Saved entries:
☆ ☆ ☆ ☆ ☆ ☆ ☆
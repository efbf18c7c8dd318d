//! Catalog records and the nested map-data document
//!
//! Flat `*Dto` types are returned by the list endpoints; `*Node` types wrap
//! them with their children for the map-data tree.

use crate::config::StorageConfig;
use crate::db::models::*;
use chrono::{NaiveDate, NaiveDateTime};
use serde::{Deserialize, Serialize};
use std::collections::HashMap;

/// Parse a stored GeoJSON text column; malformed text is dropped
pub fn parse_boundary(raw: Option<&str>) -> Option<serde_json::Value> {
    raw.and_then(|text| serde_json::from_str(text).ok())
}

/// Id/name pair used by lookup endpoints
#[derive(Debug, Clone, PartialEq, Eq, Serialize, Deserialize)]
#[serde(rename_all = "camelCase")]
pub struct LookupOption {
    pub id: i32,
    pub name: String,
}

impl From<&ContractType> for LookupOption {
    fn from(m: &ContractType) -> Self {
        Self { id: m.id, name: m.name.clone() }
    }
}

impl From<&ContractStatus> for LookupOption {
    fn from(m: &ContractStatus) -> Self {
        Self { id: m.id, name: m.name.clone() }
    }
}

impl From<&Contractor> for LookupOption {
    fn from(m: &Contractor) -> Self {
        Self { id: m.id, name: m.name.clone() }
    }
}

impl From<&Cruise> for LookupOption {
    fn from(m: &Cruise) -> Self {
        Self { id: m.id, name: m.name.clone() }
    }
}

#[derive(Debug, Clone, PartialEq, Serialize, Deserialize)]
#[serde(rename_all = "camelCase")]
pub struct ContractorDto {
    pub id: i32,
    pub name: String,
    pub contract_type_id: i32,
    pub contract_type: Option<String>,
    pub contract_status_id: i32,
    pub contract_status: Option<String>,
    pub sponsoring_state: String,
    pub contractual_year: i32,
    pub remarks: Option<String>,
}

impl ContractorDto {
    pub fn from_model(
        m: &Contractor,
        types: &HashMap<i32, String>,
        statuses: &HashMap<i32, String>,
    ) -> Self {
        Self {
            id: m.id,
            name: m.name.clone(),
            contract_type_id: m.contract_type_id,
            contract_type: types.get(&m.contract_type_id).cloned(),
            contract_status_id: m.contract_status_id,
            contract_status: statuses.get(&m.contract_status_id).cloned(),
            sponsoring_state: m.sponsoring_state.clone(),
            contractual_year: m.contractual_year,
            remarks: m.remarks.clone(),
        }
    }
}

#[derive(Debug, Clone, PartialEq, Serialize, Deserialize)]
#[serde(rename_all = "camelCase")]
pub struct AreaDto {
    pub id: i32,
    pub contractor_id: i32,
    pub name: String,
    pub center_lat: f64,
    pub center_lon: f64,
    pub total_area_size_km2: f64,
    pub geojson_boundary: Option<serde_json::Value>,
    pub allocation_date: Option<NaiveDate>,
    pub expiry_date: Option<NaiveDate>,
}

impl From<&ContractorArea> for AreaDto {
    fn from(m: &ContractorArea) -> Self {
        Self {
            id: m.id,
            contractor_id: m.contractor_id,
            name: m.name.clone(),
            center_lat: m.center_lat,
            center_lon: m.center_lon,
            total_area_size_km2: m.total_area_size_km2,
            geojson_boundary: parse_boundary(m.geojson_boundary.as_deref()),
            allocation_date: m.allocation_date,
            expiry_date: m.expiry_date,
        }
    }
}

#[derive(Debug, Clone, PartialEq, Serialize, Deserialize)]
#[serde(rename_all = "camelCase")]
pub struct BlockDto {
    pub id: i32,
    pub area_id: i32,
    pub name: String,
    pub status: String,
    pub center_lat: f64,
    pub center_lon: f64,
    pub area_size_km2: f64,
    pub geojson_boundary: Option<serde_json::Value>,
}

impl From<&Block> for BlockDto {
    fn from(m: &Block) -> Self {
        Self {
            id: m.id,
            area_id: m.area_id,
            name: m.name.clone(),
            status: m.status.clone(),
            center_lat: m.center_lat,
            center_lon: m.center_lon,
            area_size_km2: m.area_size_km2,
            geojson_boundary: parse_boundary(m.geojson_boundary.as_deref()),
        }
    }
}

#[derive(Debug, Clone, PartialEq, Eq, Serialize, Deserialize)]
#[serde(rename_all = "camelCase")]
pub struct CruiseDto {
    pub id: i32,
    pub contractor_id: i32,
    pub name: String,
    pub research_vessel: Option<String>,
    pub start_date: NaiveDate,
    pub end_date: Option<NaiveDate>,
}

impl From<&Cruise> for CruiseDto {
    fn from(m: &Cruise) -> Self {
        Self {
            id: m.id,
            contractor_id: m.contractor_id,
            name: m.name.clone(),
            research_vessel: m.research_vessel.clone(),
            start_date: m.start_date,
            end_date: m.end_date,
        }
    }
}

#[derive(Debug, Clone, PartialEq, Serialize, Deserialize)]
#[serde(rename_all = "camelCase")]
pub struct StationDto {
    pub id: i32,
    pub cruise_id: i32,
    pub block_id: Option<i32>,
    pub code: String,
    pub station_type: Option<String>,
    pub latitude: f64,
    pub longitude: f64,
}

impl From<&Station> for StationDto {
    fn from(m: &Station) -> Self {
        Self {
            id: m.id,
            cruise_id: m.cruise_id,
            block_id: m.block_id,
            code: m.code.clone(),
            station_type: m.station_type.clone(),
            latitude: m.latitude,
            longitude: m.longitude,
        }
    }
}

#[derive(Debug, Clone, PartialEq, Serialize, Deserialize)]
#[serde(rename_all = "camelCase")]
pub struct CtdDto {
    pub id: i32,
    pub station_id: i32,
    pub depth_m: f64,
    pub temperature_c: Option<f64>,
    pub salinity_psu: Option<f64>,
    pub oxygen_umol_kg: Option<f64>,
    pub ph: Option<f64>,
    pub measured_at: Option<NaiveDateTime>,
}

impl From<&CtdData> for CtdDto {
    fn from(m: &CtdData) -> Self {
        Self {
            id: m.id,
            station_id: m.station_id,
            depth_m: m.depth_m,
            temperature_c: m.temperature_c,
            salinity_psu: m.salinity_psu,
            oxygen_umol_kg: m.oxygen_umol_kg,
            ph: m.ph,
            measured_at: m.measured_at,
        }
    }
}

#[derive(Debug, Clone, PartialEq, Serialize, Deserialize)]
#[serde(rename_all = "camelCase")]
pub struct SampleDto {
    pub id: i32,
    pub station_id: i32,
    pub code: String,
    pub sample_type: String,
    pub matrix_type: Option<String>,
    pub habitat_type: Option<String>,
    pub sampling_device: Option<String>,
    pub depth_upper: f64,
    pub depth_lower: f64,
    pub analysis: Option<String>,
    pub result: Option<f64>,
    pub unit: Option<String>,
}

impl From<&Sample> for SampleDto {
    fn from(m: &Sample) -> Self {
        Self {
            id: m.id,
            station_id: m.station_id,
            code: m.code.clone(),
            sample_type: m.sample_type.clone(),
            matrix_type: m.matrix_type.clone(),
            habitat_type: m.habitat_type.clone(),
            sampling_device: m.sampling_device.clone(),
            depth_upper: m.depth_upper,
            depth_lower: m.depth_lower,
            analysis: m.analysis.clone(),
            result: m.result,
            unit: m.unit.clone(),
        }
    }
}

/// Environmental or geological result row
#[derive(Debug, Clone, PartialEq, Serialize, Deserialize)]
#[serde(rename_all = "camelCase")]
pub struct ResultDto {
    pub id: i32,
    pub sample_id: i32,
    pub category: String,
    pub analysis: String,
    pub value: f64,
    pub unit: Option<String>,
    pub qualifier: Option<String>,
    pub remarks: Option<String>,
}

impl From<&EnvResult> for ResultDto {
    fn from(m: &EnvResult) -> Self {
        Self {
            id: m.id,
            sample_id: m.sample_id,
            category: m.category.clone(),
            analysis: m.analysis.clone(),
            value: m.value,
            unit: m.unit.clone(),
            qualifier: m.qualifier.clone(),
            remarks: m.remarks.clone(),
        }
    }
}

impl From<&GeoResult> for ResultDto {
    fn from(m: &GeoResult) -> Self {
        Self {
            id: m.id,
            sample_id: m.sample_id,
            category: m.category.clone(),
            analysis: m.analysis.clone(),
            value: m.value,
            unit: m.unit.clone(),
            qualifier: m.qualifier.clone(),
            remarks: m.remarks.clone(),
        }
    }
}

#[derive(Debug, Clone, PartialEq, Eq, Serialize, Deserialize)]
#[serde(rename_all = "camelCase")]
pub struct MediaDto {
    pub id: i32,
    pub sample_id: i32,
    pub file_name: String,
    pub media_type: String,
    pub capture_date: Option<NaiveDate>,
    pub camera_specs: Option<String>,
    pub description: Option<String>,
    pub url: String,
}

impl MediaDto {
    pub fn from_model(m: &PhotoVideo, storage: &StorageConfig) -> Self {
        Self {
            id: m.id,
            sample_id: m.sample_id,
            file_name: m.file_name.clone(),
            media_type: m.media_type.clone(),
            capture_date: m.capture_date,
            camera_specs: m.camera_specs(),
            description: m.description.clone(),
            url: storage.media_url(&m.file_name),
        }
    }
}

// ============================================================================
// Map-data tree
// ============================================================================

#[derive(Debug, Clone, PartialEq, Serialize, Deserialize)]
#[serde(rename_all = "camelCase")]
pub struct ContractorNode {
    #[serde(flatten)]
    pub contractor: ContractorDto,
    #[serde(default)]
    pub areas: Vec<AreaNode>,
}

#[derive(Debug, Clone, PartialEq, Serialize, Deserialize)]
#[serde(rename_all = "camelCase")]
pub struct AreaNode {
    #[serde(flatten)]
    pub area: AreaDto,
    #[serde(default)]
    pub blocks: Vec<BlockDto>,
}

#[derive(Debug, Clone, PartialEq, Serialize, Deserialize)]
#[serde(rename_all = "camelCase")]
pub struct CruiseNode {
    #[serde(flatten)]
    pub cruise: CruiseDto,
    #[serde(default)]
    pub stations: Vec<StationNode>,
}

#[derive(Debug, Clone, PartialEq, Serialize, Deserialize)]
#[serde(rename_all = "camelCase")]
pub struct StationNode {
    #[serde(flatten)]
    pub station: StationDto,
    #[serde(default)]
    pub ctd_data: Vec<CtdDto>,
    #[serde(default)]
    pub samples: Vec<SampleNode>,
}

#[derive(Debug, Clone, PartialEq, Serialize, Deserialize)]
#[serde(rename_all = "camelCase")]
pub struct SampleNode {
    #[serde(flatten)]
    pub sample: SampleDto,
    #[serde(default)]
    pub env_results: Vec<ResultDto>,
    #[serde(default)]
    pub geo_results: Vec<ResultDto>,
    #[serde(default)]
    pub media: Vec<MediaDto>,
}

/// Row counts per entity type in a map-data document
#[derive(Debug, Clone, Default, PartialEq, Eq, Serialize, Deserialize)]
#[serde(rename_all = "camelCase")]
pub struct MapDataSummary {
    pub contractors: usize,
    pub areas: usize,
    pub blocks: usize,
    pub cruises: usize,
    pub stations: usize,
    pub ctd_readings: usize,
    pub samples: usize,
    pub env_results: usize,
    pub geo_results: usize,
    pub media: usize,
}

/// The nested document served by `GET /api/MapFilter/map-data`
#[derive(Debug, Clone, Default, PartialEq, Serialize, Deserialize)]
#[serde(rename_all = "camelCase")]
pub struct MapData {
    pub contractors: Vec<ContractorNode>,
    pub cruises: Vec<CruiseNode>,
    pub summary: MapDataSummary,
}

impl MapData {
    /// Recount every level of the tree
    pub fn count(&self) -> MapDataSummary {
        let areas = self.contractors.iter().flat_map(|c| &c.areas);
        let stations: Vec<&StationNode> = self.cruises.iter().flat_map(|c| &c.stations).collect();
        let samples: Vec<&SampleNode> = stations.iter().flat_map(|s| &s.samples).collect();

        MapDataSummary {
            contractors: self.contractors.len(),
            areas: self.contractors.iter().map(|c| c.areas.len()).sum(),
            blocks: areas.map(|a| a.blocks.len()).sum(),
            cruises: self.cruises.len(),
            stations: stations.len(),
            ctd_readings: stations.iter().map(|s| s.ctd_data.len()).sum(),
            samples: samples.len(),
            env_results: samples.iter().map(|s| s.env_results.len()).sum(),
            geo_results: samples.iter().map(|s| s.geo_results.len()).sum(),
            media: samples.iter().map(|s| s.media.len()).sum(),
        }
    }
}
☆ ☆ ☆ ☆ ☆ ☆ ☆
→ **Problem requirements**
Taking the records from the top, repeat each line exactly until you have repeated the line that contains "use std::collections::HashMap;".

→ **Written response**
repository efbf18c7c8dd318d
//! Catalog records and the nested map-data document
//!
//! Flat `*Dto` types are returned by the list endpoints; `*Node` types wrap
//! them with their children for the map-data tree.

use crate::config::StorageConfig;
use crate::db::models::*;
use chrono::{NaiveDate, NaiveDateTime};
use serde::{Deserialize, Serialize};
use std::collections::HashMap;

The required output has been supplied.